July 1, 2015
As the radio industry heads into the crucial third-quarter sales season, some broadcasters are ready to tout visible signs of improvement after an uneven first half of 2015. After a down fiscal quarter ending May 31, Emmis CEO Jeff Smulyan says June was "dramatically better" and July and August appear to be "marginally better," adding that it’s still early to assess. "Certainly we’re in positive territory which is very encouraging," Smulyan tells Inside Radio. Hubbard Radio president & COO Drew Horowitz agreed with that last assessment, saying the trend has been positive for the company, which recently expanded its geographic footprint into growing markets such as Phoenix and Seattle. "I’m optimistic that as the back half of the year gets more momentum, we’re going to be more positive," Horowitz says. Both execs, and others, remain understandably cautious in their optimism in light of an uncertain U.S. economy, advertisers and agencies trying to do more with less money and an increasingly competitive ad market. "It continues to be challenging," Horowitz says. "Overall as I look at the industry, it’s more of the same right now." That’s a sentiment echoed by small market broadcaster Joe Schwartz, president & CEO of Cherry Creek Radio, who says he hasn’t seen much difference in business conditions from the first quarter to the second to the third. "Radio works better than it ever has, nothing has changed in that regard," Schwartz contends. Yet despite innovations in programming, digital platforms and live events, Schwartz says the medium doesn’t get the dollars it deserves in light of its long reach and ability to deliver results. In terms of digital initiatives, while they haven’t brought a significant return for Cherry Creek, others are seeing a payoff. Hubbard’s 2060 Digital agency, which services local clients, is producing "some nice growth" for the company, Horowitz says, since rolling out market-by-market in January.
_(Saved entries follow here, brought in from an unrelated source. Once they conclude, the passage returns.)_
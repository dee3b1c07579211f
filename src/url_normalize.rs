//! URL normalization, pattern collapsing and scope rules.

use once_cell::sync::Lazy;
use regex::Regex;
use url::Url;

/// The canonical string form used for dedup. Two URLs that dereference the
/// same resource must have equal normalized forms under this scheme.
#[derive(Debug, Clone, PartialEq, Eq, Hash, PartialOrd, Ord)]
pub struct NormalizedURL(String);

impl NormalizedURL {
    #[must_use]
    pub fn as_str(&self) -> &str {
        &self.0
    }
}

impl std::fmt::Display for NormalizedURL {
    fn fmt(&self, f: &mut std::fmt::Formatter<'_>) -> std::fmt::Result {
        f.write_str(&self.0)
    }
}

/// Drop fragment, preserve query verbatim, trim trailing slash except for
/// the bare root path.
///
/// Grounded on `async_queue.py::_normalize_url` and `link_index::normalize_url`.
pub fn normalize(url: &str) -> anyhow::Result<NormalizedURL> {
    let mut parsed = Url::parse(url)?;
    parsed.set_fragment(None);

    let path = parsed.path().to_string();
    if path.len() > 1 && path.ends_with('/') {
        parsed.set_path(path.trim_end_matches('/'));
    }

    Ok(NormalizedURL(parsed.as_str().to_string()))
}

/// An equivalence class over URLs that share structure modulo dynamic
/// segments. Used only as a similarity key, never dereferenced.
#[derive(Debug, Clone, PartialEq, Eq, Hash)]
pub struct URLPattern(String);

impl URLPattern {
    #[must_use]
    pub fn as_str(&self) -> &str {
        &self.0
    }
}

static NUMERIC_SEGMENT: Lazy<Regex> = Lazy::new(|| Regex::new(r"/\d+(/|$)").unwrap());
static HEX_SEGMENT: Lazy<Regex> = Lazy::new(|| Regex::new(r"/[0-9a-fA-F]{8,}(/|$)").unwrap());
static SEMVER_SEGMENT: Lazy<Regex> =
    Lazy::new(|| Regex::new(r"/v\d+\.\d+(\.\d+)?(-[0-9A-Za-z.]+)?(/|$)").unwrap());
static DATE_SEGMENT: Lazy<Regex> = Lazy::new(|| Regex::new(r"/\d{4}/\d{2}/\d{2}(/|$)").unwrap());
static LOCALE_SEGMENT: Lazy<Regex> =
    Lazy::new(|| Regex::new(r"/[a-z]{2}-[A-Z]{2}(/|$)").unwrap());
static PAGE_SEGMENT: Lazy<Regex> = Lazy::new(|| Regex::new(r"/page/\d+(/|$)").unwrap());

static HEX24_SEGMENT: Lazy<Regex> = Lazy::new(|| Regex::new(r"/[0-9a-fA-F]{24}(/|$)").unwrap());
static TRAILING_NUMBER: Lazy<Regex> = Lazy::new(|| Regex::new(r"/\d+$").unwrap());
static PAGE_TAIL: Lazy<Regex> = Lazy::new(|| Regex::new(r"/page/\d+$").unwrap());
static DATE_TUPLE: Lazy<Regex> = Lazy::new(|| Regex::new(r"\d{4}/\d{2}/\d{2}").unwrap());

/// Apply the ordered substitutions below. Order matters: `page/N`
/// must be matched before the generic numeric-segment rule would otherwise
/// swallow the trailing digits.
#[must_use]
pub fn pattern(normalized: &NormalizedURL) -> URLPattern {
    let mut path_and_query = {
        let url = Url::parse(normalized.as_str());
        match url {
            Ok(u) => {
                let mut s = u.path().to_string();
                if let Some(q) = u.query() {
                    s.push('?');
                    s.push_str(q);
                }
                s
            }
            Err(_) => normalized.as_str().to_string(),
        }
    };

    path_and_query = replace_with_terminator(&PAGE_SEGMENT, &path_and_query, "/page/{n}");
    path_and_query = replace_with_terminator(&DATE_SEGMENT, &path_and_query, "/{date}");
    path_and_query = replace_with_terminator(&SEMVER_SEGMENT, &path_and_query, "/v{version}");
    path_and_query = replace_with_terminator(&LOCALE_SEGMENT, &path_and_query, "/{locale}");
    // Numeric first: a pure-decimal segment of 8+ digits also matches
    // HEX_SEGMENT (hex digits include 0-9), so it must collapse to {id}
    // before the hex pass ever sees it.
    path_and_query = replace_with_terminator(&NUMERIC_SEGMENT, &path_and_query, "/{id}");
    path_and_query = replace_with_terminator(&HEX_SEGMENT, &path_and_query, "/{hash}");

    let scheme_host = {
        let url = Url::parse(normalized.as_str());
        match url {
            Ok(u) => format!(
                "{}://{}",
                u.scheme(),
                u.host_str().unwrap_or_default()
            ),
            Err(_) => String::new(),
        }
    };

    URLPattern(format!("{scheme_host}{path_and_query}"))
}

/// Regex substitution that preserves whichever terminator (`/` or end of
/// string) followed the matched segment, since the replacement template
/// doesn't itself end in a slash.
fn replace_with_terminator(re: &Regex, input: &str, replacement: &str) -> String {
    re.replace_all(input, |caps: &regex::Captures| {
        let terminator = caps.get(1).map_or("", |m| m.as_str());
        format!("{replacement}{terminator}")
    })
    .into_owned()
}

/// The path ends with a number, is a page-N tail, contains a 24-hex
/// segment, or contains a date tuple.
#[must_use]
pub fn is_likely_dynamic(url: &str) -> bool {
    let path = Url::parse(url).map(|u| u.path().to_string()).unwrap_or_else(|_| url.to_string());
    PAGE_TAIL.is_match(&path)
        || TRAILING_NUMBER.is_match(&path)
        || HEX24_SEGMENT.is_match(&path)
        || DATE_TUPLE.is_match(&path)
}

/// Same host and path-prefix of the seed (after trimming the seed's
/// trailing slash). Fragment-only links are out of scope.
#[must_use]
pub fn in_scope(url: &str, seed: &str) -> bool {
    let (Ok(url), Ok(seed)) = (Url::parse(url), Url::parse(seed)) else {
        return false;
    };
    if url.host_str() != seed.host_str() {
        return false;
    }
    let seed_path = seed.path().trim_end_matches('/');
    url.path().starts_with(seed_path)
}

static SKIP_EXTENSIONS: &[&str] = &[
    ".css", ".js", ".png", ".jpg", ".jpeg", ".gif", ".svg", ".ico", ".woff", ".woff2", ".ttf",
    ".otf", ".eot", ".pdf", ".zip", ".tar", ".gz",
];

/// Skip static-asset extensions, API endpoints, asset directories, search
/// result pages, auth paths and explicit error pages.
#[must_use]
pub fn should_skip(url: &str) -> bool {
    let Ok(parsed) = Url::parse(url) else {
        return true;
    };
    let path = parsed.path().to_ascii_lowercase();

    if SKIP_EXTENSIONS.iter().any(|ext| path.ends_with(ext)) {
        return true;
    }
    let skip_prefixes = [
        "/api/", "/assets/", "/images/", "/downloads/", "/search", "/login", "/logout",
        "/signin", "/signup", "/auth/", "/404", "/500",
    ];
    skip_prefixes.iter().any(|p| path.starts_with(p) || path == *p)
}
Spending said to be strong in top categories. How is automotive, radio’s top spending ad category, pacing for the third quarter? The answer depends on whom you ask. Hubbard Radio’s Drew Horowitz says the category is "certainly healthier" and showing a "nice recovery trajectory," due in large part to strong expenditures by local dealerships. Cherry Creek Radio’s Joe Schwartz says the category has been erratic. "Auto dealers are told one quarter they have to spend X percent on digital and the next quarter that they can do whatever they want," Schwartz says. Emmis CEO Jeff Smulyan describes auto spend as "a little softer than we’d like," adding that he feels "better about auto as the year goes on." Healthcare continues to be strong, these broadcasters say, though not quite as robust as it was. Restaurant spending is growing and retail is up, especially in the home improvement category as the housing market shows greater signs of life. Telecom spending remains strong, though not to the degree it was when AT&T and Verizon were engaged in a fierce marketing battle to siphon one another’s customers. "The telecoms are still spending but it’s not as robust as it was last year," Horowitz says. With consumer media habits continuing to change and the number of advertising options multiplying, local businesses are looking for a more consultative approach from their media partners, broadcasters say. "Most advertisers are in the same boat we’re in," Schwartz says. "They’re trying to figure out what to do to move the needle."